Kevin asks Nadia about the importance of finding mental health support specific to one’s ethnicity, and Nadia agrees that it can be beneficial to speak with someone who shares a similar background and cultural understanding. She recommends the website Psychology Today, which has a list of black therapists and mental health professionals in Winnipeg.
This conversation highlights the ongoing work of Black History Manitoba and the importance of mental health support within the black community. It emphasizes the need to break the stigma surrounding mental health and encourages individuals to seek help from professionals who understand their unique experiences and cultural backgrounds.

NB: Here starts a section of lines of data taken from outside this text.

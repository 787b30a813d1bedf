//! Network service
//!
//! Owns the MQTT connection registry, one lease per endpoint and the
//! loggers/drivers built on top of them. Lifecycle is explicit:
//! `connect` → `start` → `handle_line`/`log_cycle`/`write` → `shutdown`.

use std::collections::HashMap;
use std::sync::Arc;
use tracing::{error, info, warn};
use voltage_buffer::{BrokerConnection, ConnectionLease, ConnectionRegistry, MqttSettings};

use crate::config::NetsrvConfig;
use crate::driver::TelemetryDriver;
use crate::error::{NetsrvError, Result};
use crate::formatter::SerializerRegistry;
use crate::logger::TelemetryLogger;
use crate::reading::{InputLine, Reading};

pub struct NetworkService {
    loggers: Vec<TelemetryLogger>,
    drivers: HashMap<String, TelemetryDriver>,
    leases: Vec<ConnectionLease>,
}

impl NetworkService {
    /// Build every enabled endpoint on sessions from `registry`.
    /// Endpoints with the same broker share one session.
    pub fn connect(
        config: &NetsrvConfig,
        serializers: &SerializerRegistry,
        registry: &Arc<ConnectionRegistry>,
    ) -> Result<Self> {
        let mut leases = Vec::new();
        let mut service = Self::build(config, serializers, |settings| {
            let lease = registry.acquire(settings)?;
            let connection = lease
                .broker_connection()
                .ok_or_else(|| NetsrvError::ConfigError("released lease".to_string()))?;
            leases.push(lease);
            Ok(connection)
        })?;
        service.leases = leases;
        info!(
            "Network service: {} loggers, {} drivers, {} broker sessions",
            service.loggers.len(),
            service.drivers.len(),
            registry.len()
        );
        Ok(service)
    }

    /// Build every enabled endpoint, taking connections from `connect`
    pub fn build<F>(config: &NetsrvConfig, serializers: &SerializerRegistry, mut connect: F) -> Result<Self>
    where
        F: FnMut(&MqttSettings) -> Result<Arc<dyn BrokerConnection>>,
    {
        config.validate(serializers)?;

        let mut loggers = Vec::new();
        for endpoint in config.enabled_loggers() {
            let serializer = serializers.get(&endpoint.serializer)?;
            let connection = connect(&endpoint.mqtt)?;
            loggers.push(TelemetryLogger::new(endpoint.clone(), serializer, connection)?);
        }

        let mut drivers = HashMap::new();
        for endpoint in config.enabled_drivers() {
            let serializer = serializers.get(&endpoint.serializer)?;
            let connection = connect(&endpoint.mqtt)?;
            drivers.insert(
                endpoint.name.clone(),
                TelemetryDriver::new(endpoint.clone(), serializer, connection)?,
            );
        }

        if loggers.is_empty() && drivers.is_empty() {
            warn!("No logger or driver enabled, input will be discarded");
        }

        Ok(Self {
            loggers,
            drivers,
            leases: Vec::new(),
        })
    }

    /// Start recovery handling of every publisher
    pub fn start(&self) {
        self.loggers.iter().for_each(TelemetryLogger::start);
        self.drivers.values().for_each(TelemetryDriver::start);
    }

    pub fn loggers(&self) -> &[TelemetryLogger] {
        &self.loggers
    }

    pub fn driver(&self, name: &str) -> Option<&TelemetryDriver> {
        self.drivers.get(name)
    }

    /// Hand one cycle to every logger
    pub async fn log_cycle(&self, readings: &[Reading]) {
        for logger in &self.loggers {
            logger.log(readings).await;
        }
    }

    pub async fn write(&self, driver: &str, channel: &str, value: f64) -> Result<()> {
        self.drivers
            .get(driver)
            .ok_or_else(|| NetsrvError::UnknownDriver(driver.to_string()))?
            .write(channel, value)
            .await
    }

    /// Process one input line; bad lines are logged and skipped
    pub async fn handle_line(&self, line: &str) {
        if line.trim().is_empty() {
            return;
        }
        let result = match InputLine::parse(line) {
            Ok(InputLine::Cycle(readings)) => {
                self.log_cycle(&readings).await;
                Ok(())
            },
            Ok(InputLine::Write(w)) => self.write(&w.driver, &w.channel, w.value).await,
            Err(e) => Err(e),
        };
        if let Err(e) = result {
            error!("Input line skipped: {}", e);
        }
    }

    /// Flush every publisher, then release the broker sessions
    pub async fn shutdown(self) {
        for logger in &self.loggers {
            logger.shutdown().await;
        }
        for driver in self.drivers.values() {
            driver.shutdown().await;
        }
        for lease in self.leases {
            lease.release().await;
        }
        info!("Network service stopped");
    }
}
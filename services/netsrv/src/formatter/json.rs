use bytes::Bytes;

use crate::error::Result;
use crate::formatter::PayloadSerializer;
use crate::reading::Reading;

/// `{"channel":..,"value":..,"timestamp":..}`, batches as a JSON array
pub struct JsonSerializer;

impl PayloadSerializer for JsonSerializer {
    fn id(&self) -> &'static str {
        "json"
    }

    fn serialize(&self, reading: &Reading) -> Result<Bytes> {
        Ok(Bytes::from(serde_json::to_vec(reading)?))
    }

    fn serialize_batch(&self, readings: &[&Reading]) -> Result<Bytes> {
        Ok(Bytes::from(serde_json::to_vec(readings)?))
    }
}
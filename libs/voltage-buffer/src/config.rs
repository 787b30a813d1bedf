//! Buffer configuration and persistence directory ownership

use parking_lot::Mutex;
use serde::{Deserialize, Serialize};
use std::collections::HashSet;
use std::path::{Path, PathBuf};
use std::sync::OnceLock;
use std::time::Duration;

use crate::error::ConfigError;

/// Per-publisher buffer configuration
///
/// `max_buffer_bytes == 0 && max_segments == 0` is the "buffering disabled"
/// configuration: failed sends are dropped with an error log.
#[derive(Debug, Clone, PartialEq, Eq, Serialize, Deserialize)]
#[serde(default)]
pub struct BufferConfig {
    /// RAM cap for the memory queue, in payload bytes
    pub max_buffer_bytes: u64,
    /// Size at which the overflow store starts a new segment file
    pub max_segment_bytes: u64,
    /// Number of segment files retained; 0 disables file overflow
    pub max_segments: usize,
    /// Directory owned exclusively by this publisher
    pub persistence_directory: Option<PathBuf>,
    /// Upper bound for a single send attempt
    pub send_timeout_ms: u64,
    /// Messages replayed between recovery pauses; 0 disables throttling
    pub recovery_chunk_size: usize,
    /// Pause after each replayed chunk
    pub recovery_delay_ms: u64,
}

impl Default for BufferConfig {
    fn default() -> Self {
        Self {
            max_buffer_bytes: 1024 * 1024,
            max_segment_bytes: 2 * 1024 * 1024,
            max_segments: 0,
            persistence_directory: None,
            send_timeout_ms: 5_000,
            recovery_chunk_size: 0,
            recovery_delay_ms: 0,
        }
    }
}

impl BufferConfig {
    /// RAM-only buffer with drop-oldest backpressure
    pub fn memory_only(max_buffer_bytes: u64) -> Self {
        Self {
            max_buffer_bytes,
            ..Default::default()
        }
    }

    /// RAM buffer that spills into `max_segments` rotating segment files
    pub fn with_overflow(
        max_buffer_bytes: u64,
        directory: impl Into<PathBuf>,
        max_segments: usize,
        max_segment_bytes: u64,
    ) -> Self {
        Self {
            max_buffer_bytes,
            max_segment_bytes,
            max_segments,
            persistence_directory: Some(directory.into()),
            ..Default::default()
        }
    }

    pub fn overflow_enabled(&self) -> bool {
        self.max_segments > 0 && self.max_buffer_bytes > 0
    }

    pub fn buffering_disabled(&self) -> bool {
        self.max_buffer_bytes == 0
    }

    pub fn send_timeout(&self) -> Duration {
        Duration::from_millis(self.send_timeout_ms)
    }

    pub fn recovery_delay(&self) -> Duration {
        Duration::from_millis(self.recovery_delay_ms)
    }

    pub fn validate(&self) -> Result<(), ConfigError> {
        if self.max_buffer_bytes == 0 && self.max_segments > 0 {
            return Err(ConfigError::invalid(
                "max_buffer_bytes",
                "must be greater than 0 when file overflow is configured (max_segments > 0)",
            ));
        }

        if self.max_segments > 0 {
            if self.persistence_directory.is_none() {
                return Err(ConfigError::Missing(
                    "persistence_directory (required when max_segments > 0)".to_string(),
                ));
            }
            if self.max_segment_bytes == 0 {
                return Err(ConfigError::invalid(
                    "max_segment_bytes",
                    "must be greater than 0 when max_segments > 0",
                ));
            }
        }

        if self.persistence_directory.is_some()
            && self.max_segments == 0
            && self.max_buffer_bytes > 0
        {
            return Err(ConfigError::invalid(
                "max_segments",
                "zero segment count with a nonzero buffer size while persistence_directory is set",
            ));
        }

        if self.send_timeout_ms == 0 {
            return Err(ConfigError::invalid(
                "send_timeout_ms",
                "must be greater than 0",
            ));
        }

        Ok(())
    }
}

// ============================================================================
// Persistence directory ownership
// ============================================================================

static CLAIMED_DIRECTORIES: OnceLock<Mutex<HashSet<PathBuf>>> = OnceLock::new();

fn claimed() -> &'static Mutex<HashSet<PathBuf>> {
    CLAIMED_DIRECTORIES.get_or_init(|| Mutex::new(HashSet::new()))
}

/// Exclusive ownership of a persistence directory within this process.
///
/// Released on drop. Two publishers pointing at the same directory (after
/// path normalization) is a configuration error.
#[derive(Debug)]
pub struct DirectoryClaim {
    path: PathBuf,
}

impl DirectoryClaim {
    pub fn acquire(directory: &Path) -> Result<Self, ConfigError> {
        let path = normalize(directory)?;
        let mut set = claimed().lock();
        if !set.insert(path.clone()) {
            return Err(ConfigError::DirectoryInUse(path));
        }
        Ok(Self { path })
    }

    pub fn path(&self) -> &Path {
        &self.path
    }
}

impl Drop for DirectoryClaim {
    fn drop(&mut self) {
        claimed().lock().remove(&self.path);
    }
}

fn normalize(directory: &Path) -> Result<PathBuf, ConfigError> {
    if let Ok(canonical) = directory.canonicalize() {
        return Ok(canonical);
    }
    std::path::absolute(directory).map_err(|e| {
        ConfigError::invalid(
            "persistence_directory",
            format!("cannot resolve {}: {}", directory.display(), e),
        )
    })
}

#[cfg(test)]
#[allow(clippy::disallowed_methods)] // Test code - unwrap is acceptable
mod tests {
    use super::*;

    #[test]
    fn test_default_is_memory_only() {
        let config = BufferConfig::default();
        assert!(!config.overflow_enabled());
        assert!(config.validate().is_ok());
    }

    #[test]
    fn test_overflow_enabled_requires_both_limits() {
        let config = BufferConfig::with_overflow(100, "/tmp/buf", 3, 1024);
        assert!(config.overflow_enabled());

        let config = BufferConfig::memory_only(100);
        assert!(!config.overflow_enabled());
    }

    #[test]
    fn test_disabled_buffer_is_accepted() {
        let config = BufferConfig::memory_only(0);
        assert!(config.buffering_disabled());
        assert!(config.validate().is_ok());
    }

    #[test]
    fn test_zero_buffer_with_segments_rejected() {
        let config = BufferConfig::with_overflow(0, "/tmp/buf", 3, 1024);
        let err = config.validate().unwrap_err();
        assert!(matches!(err, ConfigError::Invalid { ref field, .. } if field == "max_buffer_bytes"));
    }

    #[test]
    fn test_segments_without_directory_rejected() {
        let config = BufferConfig {
            max_segments: 2,
            ..Default::default()
        };
        assert!(matches!(config.validate(), Err(ConfigError::Missing(_))));
    }

    #[test]
    fn test_zero_segments_with_directory_rejected() {
        let config = BufferConfig::with_overflow(1024, "/tmp/buf", 0, 1024);
        let err = config.validate().unwrap_err();
        assert!(matches!(err, ConfigError::Invalid { ref field, .. } if field == "max_segments"));
    }

    #[test]
    fn test_zero_segment_size_rejected() {
        let config = BufferConfig::with_overflow(1024, "/tmp/buf", 2, 0);
        assert!(config.validate().is_err());
    }

    #[test]
    fn test_deserialize_with_defaults() {
        let config: BufferConfig = serde_json::from_str(
            r#"{"max_buffer_bytes": 2048, "max_segments": 4, "persistence_directory": "/data/buf"}"#,
        )
        .unwrap();
        assert_eq!(config.max_buffer_bytes, 2048);
        assert_eq!(config.max_segments, 4);
        assert_eq!(config.max_segment_bytes, 2 * 1024 * 1024);
        assert_eq!(config.send_timeout_ms, 5_000);
        assert!(config.validate().is_ok());
    }

    #[test]
    fn test_directory_claim_is_exclusive() {
        let dir = tempfile::tempdir().unwrap();
        let claim = DirectoryClaim::acquire(dir.path()).unwrap();

        let second = DirectoryClaim::acquire(dir.path());
        assert!(matches!(second, Err(ConfigError::DirectoryInUse(_))));

        drop(claim);
        assert!(DirectoryClaim::acquire(dir.path()).is_ok());
    }

    #[test]
    fn test_directory_claim_normalizes_paths() {
        let dir = tempfile::tempdir().unwrap();
        let _claim = DirectoryClaim::acquire(dir.path()).unwrap();

        let aliased = dir.path().join("sub").join("..");
        std::fs::create_dir_all(dir.path().join("sub")).unwrap();
        assert!(DirectoryClaim::acquire(&aliased).is_err());
    }
}
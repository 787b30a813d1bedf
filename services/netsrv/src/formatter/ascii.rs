use bytes::Bytes;
use std::fmt::Write;

use crate::error::{NetsrvError, Result};
use crate::formatter::PayloadSerializer;
use crate::reading::Reading;

/// Plain text, one `channel: value @ timestamp` line per reading
pub struct AsciiSerializer;

fn write_line(output: &mut String, reading: &Reading) -> Result<()> {
    match reading.timestamp {
        Some(ts) => writeln!(output, "{}: {} @ {}", reading.channel, reading.value, ts),
        None => writeln!(output, "{}: {}", reading.channel, reading.value),
    }
    .map_err(|e| NetsrvError::FormatError(format!("ASCII formatting error: {}", e)))
}

impl PayloadSerializer for AsciiSerializer {
    fn id(&self) -> &'static str {
        "ascii"
    }

    fn serialize(&self, reading: &Reading) -> Result<Bytes> {
        let mut output = String::new();
        write_line(&mut output, reading)?;
        Ok(Bytes::from(output))
    }

    fn serialize_batch(&self, readings: &[&Reading]) -> Result<Bytes> {
        let mut output = String::new();
        for reading in readings {
            write_line(&mut output, reading)?;
        }
        Ok(Bytes::from(output))
    }
}

#[cfg(test)]
#[allow(clippy::disallowed_methods)] // Test code - unwrap is acceptable
mod tests {
    use super::*;

    #[test]
    fn test_single_line() {
        let payload = AsciiSerializer
            .serialize(&Reading::at("grid.freq", 50.01, 42))
            .unwrap();
        assert_eq!(payload, Bytes::from("grid.freq: 50.01 @ 42\n"));
    }

    #[test]
    fn test_missing_timestamp() {
        let reading = Reading {
            channel: "x".to_string(),
            value: 1.0,
            timestamp: None,
        };
        assert_eq!(
            AsciiSerializer.serialize(&reading).unwrap(),
            Bytes::from("x: 1\n")
        );
    }

    #[test]
    fn test_batch_lines() {
        let a = Reading::at("a", 1.5, 1);
        let b = Reading::at("b", -2.0, 2);
        let payload = AsciiSerializer.serialize_batch(&[&a, &b]).unwrap();
        assert_eq!(payload, Bytes::from("a: 1.5 @ 1\nb: -2 @ 2\n"));
    }
}
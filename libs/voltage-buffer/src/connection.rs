//! Broker connection abstraction
//!
//! The publisher only needs three things from a transport: a way to send,
//! the current state, and a notification when a lost connection comes back.

use async_trait::async_trait;
use bytes::Bytes;
use std::sync::atomic::{AtomicU64, Ordering};
use tokio::sync::broadcast;

use crate::error::SendError;

/// Connection state as observed by publishers
#[derive(Debug, Clone, Copy, PartialEq, Eq)]
pub enum ConnectionState {
    /// Not connected and not trying
    Disconnected,
    /// Initial connection in progress
    Connecting,
    /// Connected and able to send
    Connected,
    /// Connection lost, reconnecting
    Recovering,
}

impl std::fmt::Display for ConnectionState {
    fn fmt(&self, f: &mut std::fmt::Formatter<'_>) -> std::fmt::Result {
        let s = match self {
            ConnectionState::Disconnected => "disconnected",
            ConnectionState::Connecting => "connecting",
            ConnectionState::Connected => "connected",
            ConnectionState::Recovering => "recovering",
        };
        f.write_str(s)
    }
}

/// Fired each time the connection becomes usable again
#[derive(Debug, Clone, Copy, PartialEq, Eq)]
pub struct RecoveryEvent {
    /// Increments with every successful (re)connect
    pub generation: u64,
}

pub type RecoveryListener = broadcast::Receiver<RecoveryEvent>;

/// Transport used by a `DurablePublisher`.
///
/// Implementations must be shareable between publishers; a connection is
/// typically reused by every publisher that targets the same broker.
#[async_trait]
pub trait BrokerConnection: Send + Sync {
    /// Send one message. Any error means "not delivered".
    async fn send(&self, routing_key: &str, payload: &Bytes) -> Result<(), SendError>;

    fn state(&self) -> ConnectionState;

    /// Subscribe to recovery notifications. Events fired before the call
    /// are not delivered; check `is_connected` after subscribing.
    fn subscribe_recovery(&self) -> RecoveryListener;

    fn is_connected(&self) -> bool {
        self.state() == ConnectionState::Connected
    }
}

/// Recovery broadcast shared by connection implementations
#[derive(Debug)]
pub struct RecoverySignal {
    sender: broadcast::Sender<RecoveryEvent>,
    generation: AtomicU64,
}

impl RecoverySignal {
    pub fn new() -> Self {
        let (sender, _) = broadcast::channel(16);
        Self {
            sender,
            generation: AtomicU64::new(0),
        }
    }

    pub fn subscribe(&self) -> RecoveryListener {
        self.sender.subscribe()
    }

    /// Notify every subscriber. Returns the new generation.
    pub fn notify(&self) -> u64 {
        let generation = self.generation.fetch_add(1, Ordering::SeqCst) + 1;
        // No subscribers is fine
        let _ = self.sender.send(RecoveryEvent { generation });
        generation
    }

    pub fn generation(&self) -> u64 {
        self.generation.load(Ordering::SeqCst)
    }

    pub fn subscriber_count(&self) -> usize {
        self.sender.receiver_count()
    }
}

impl Default for RecoverySignal {
    fn default() -> Self {
        Self::new()
    }
}

#[cfg(test)]
#[allow(clippy::disallowed_methods)] // Test code - unwrap is acceptable
mod tests {
    use super::*;

    #[tokio::test]
    async fn test_notify_reaches_all_subscribers() {
        let signal = RecoverySignal::new();
        let mut a = signal.subscribe();
        let mut b = signal.subscribe();

        assert_eq!(signal.notify(), 1);
        assert_eq!(a.recv().await.unwrap(), RecoveryEvent { generation: 1 });
        assert_eq!(b.recv().await.unwrap(), RecoveryEvent { generation: 1 });
    }

    #[test]
    fn test_notify_without_subscribers() {
        let signal = RecoverySignal::new();
        assert_eq!(signal.notify(), 1);
        assert_eq!(signal.notify(), 2);
        assert_eq!(signal.generation(), 2);
    }

    #[test]
    fn test_state_display() {
        assert_eq!(ConnectionState::Recovering.to_string(), "recovering");
        assert_eq!(ConnectionState::Connected.to_string(), "connected");
    }
}
//! `VoltageEMS` basic library (basic library)
//!
//! Provides the plumbing shared by all services:
//! - logging initialisation
//! - configuration file loading with environment overrides
//! - shutdown signal handling

pub mod config_loader;
pub mod logging;
pub mod shutdown;

pub use config_loader::{load_config_from_file, ConfigLoadError};
pub use logging::{LogConfig, LoggingError};
pub use shutdown::{wait_for_shutdown, ShutdownSignal};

As Nadia explains, Black History Manitoba is committed to promoting black history and culture throughout the year. While Black History Month is a time to celebrate, the organization recognizes that black history should be acknowledged and celebrated every day. By hosting events and receiving requests for presentations, Black History Manitoba ensures that black history is recognized and appreciated by schools and businesses.
Moving on to mental health, Nadia acknowledges the stigma attached to discussing mental health within the black community. However, progress is being made as more individuals recognize the importance of seeking help. The “Towards Positive Change” toolkit provides a wealth of resources and services for black Canadians dealing with mental health issues. From debunking myths about mental health to exploring gender-based analysis and self-care, the toolkit aims to support and empower the black community.
Nadia also emphasizes the importance of finding mental health support specific to one’s ethnicity. Speaking with someone who shares a similar background and cultural understanding can be immensely beneficial. Psychology Today offers a list of black therapists and mental health professionals in Winnipeg, making it easier for individuals to find support tailored to their needs.